//! GeminiBackend -- concrete [`GenerativeBackend`] implementation.
//!
//! Sends the full conversation to the Gemini `generateContent` endpoint in a
//! single blocking round-trip, no retry. Priming turns travel with the
//! `user` role on the wire; the backend only knows `user` and `model`.
//!
//! The API key is wrapped in [`secrecy::SecretString`]. It rides in the
//! request URL as the `key` query parameter, so the URL itself is never
//! logged.

use secrecy::{ExposeSecret, SecretString};

use keepsake_core::backend::GenerativeBackend;
use keepsake_types::backend::{BackendError, GenerationParams};
use keepsake_types::chat::{Turn, TurnRole};

use super::types::{
    GeminiContent, GeminiGenerationConfig, GeminiRequest, GeminiRequestPart, GeminiResponse,
};

/// Gemini generative backend.
pub struct GeminiBackend {
    client: reqwest::Client,
    api_key: SecretString,
    base_url: String,
    model: String,
}

impl GeminiBackend {
    /// Default model identifier.
    pub const DEFAULT_MODEL: &'static str = "gemini-2.5-flash-lite";

    pub fn new(api_key: SecretString) -> Self {
        Self {
            client: reqwest::Client::new(),
            api_key,
            base_url: "https://generativelanguage.googleapis.com".to_string(),
            model: Self::DEFAULT_MODEL.to_string(),
        }
    }

    /// Override the model identifier.
    pub fn with_model(mut self, model: impl Into<String>) -> Self {
        self.model = model.into();
        self
    }

    /// Override the base URL (useful for testing or proxies).
    pub fn with_base_url(mut self, base_url: impl Into<String>) -> Self {
        self.base_url = base_url.into();
        self
    }

    pub fn model(&self) -> &str {
        &self.model
    }

    fn url(&self) -> String {
        format!(
            "{}/v1/models/{}:generateContent?key={}",
            self.base_url,
            self.model,
            self.api_key.expose_secret()
        )
    }

    fn to_request(turns: &[Turn], params: &GenerationParams) -> GeminiRequest {
        let contents = turns
            .iter()
            .map(|turn| GeminiContent {
                role: match turn.role {
                    TurnRole::User | TurnRole::Priming => "user",
                    TurnRole::Model => "model",
                },
                parts: vec![GeminiRequestPart {
                    text: turn.text.clone(),
                }],
            })
            .collect();

        GeminiRequest {
            contents,
            generation_config: GeminiGenerationConfig {
                temperature: params.temperature,
                top_k: params.top_k,
                top_p: params.top_p,
                max_output_tokens: params.max_output_tokens,
            },
        }
    }
}

// GeminiBackend intentionally does not derive Debug: the URL builder embeds
// the API key, and omitting Debug keeps the struct out of format strings.

impl GenerativeBackend for GeminiBackend {
    fn name(&self) -> &str {
        "gemini"
    }

    async fn generate(
        &self,
        turns: &[Turn],
        params: &GenerationParams,
    ) -> Result<String, BackendError> {
        let body = Self::to_request(turns, params);

        let response = self
            .client
            .post(self.url())
            .json(&body)
            .send()
            .await
            .map_err(|error| BackendError::Transport(error.to_string()))?;

        let status = response.status();
        if !status.is_success() {
            let error_body = response.text().await.unwrap_or_default();
            tracing::warn!(status = status.as_u16(), "generative backend returned an error");
            return Err(BackendError::Status {
                status: status.as_u16(),
                body: error_body,
            });
        }

        let parsed: GeminiResponse = response
            .json()
            .await
            .map_err(|error| BackendError::Deserialization(error.to_string()))?;

        parsed
            .candidates
            .into_iter()
            .next()
            .and_then(|candidate| candidate.content.parts.into_iter().next())
            .map(|part| part.text)
            .ok_or(BackendError::EmptyReply)
    }
}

──────

What you need to do — Scan the material above. Copy each line where "parts" occurs.

Result for this task —
                parts: vec![GeminiRequestPart {
            .and_then(|candidate| candidate.content.parts.into_iter().next())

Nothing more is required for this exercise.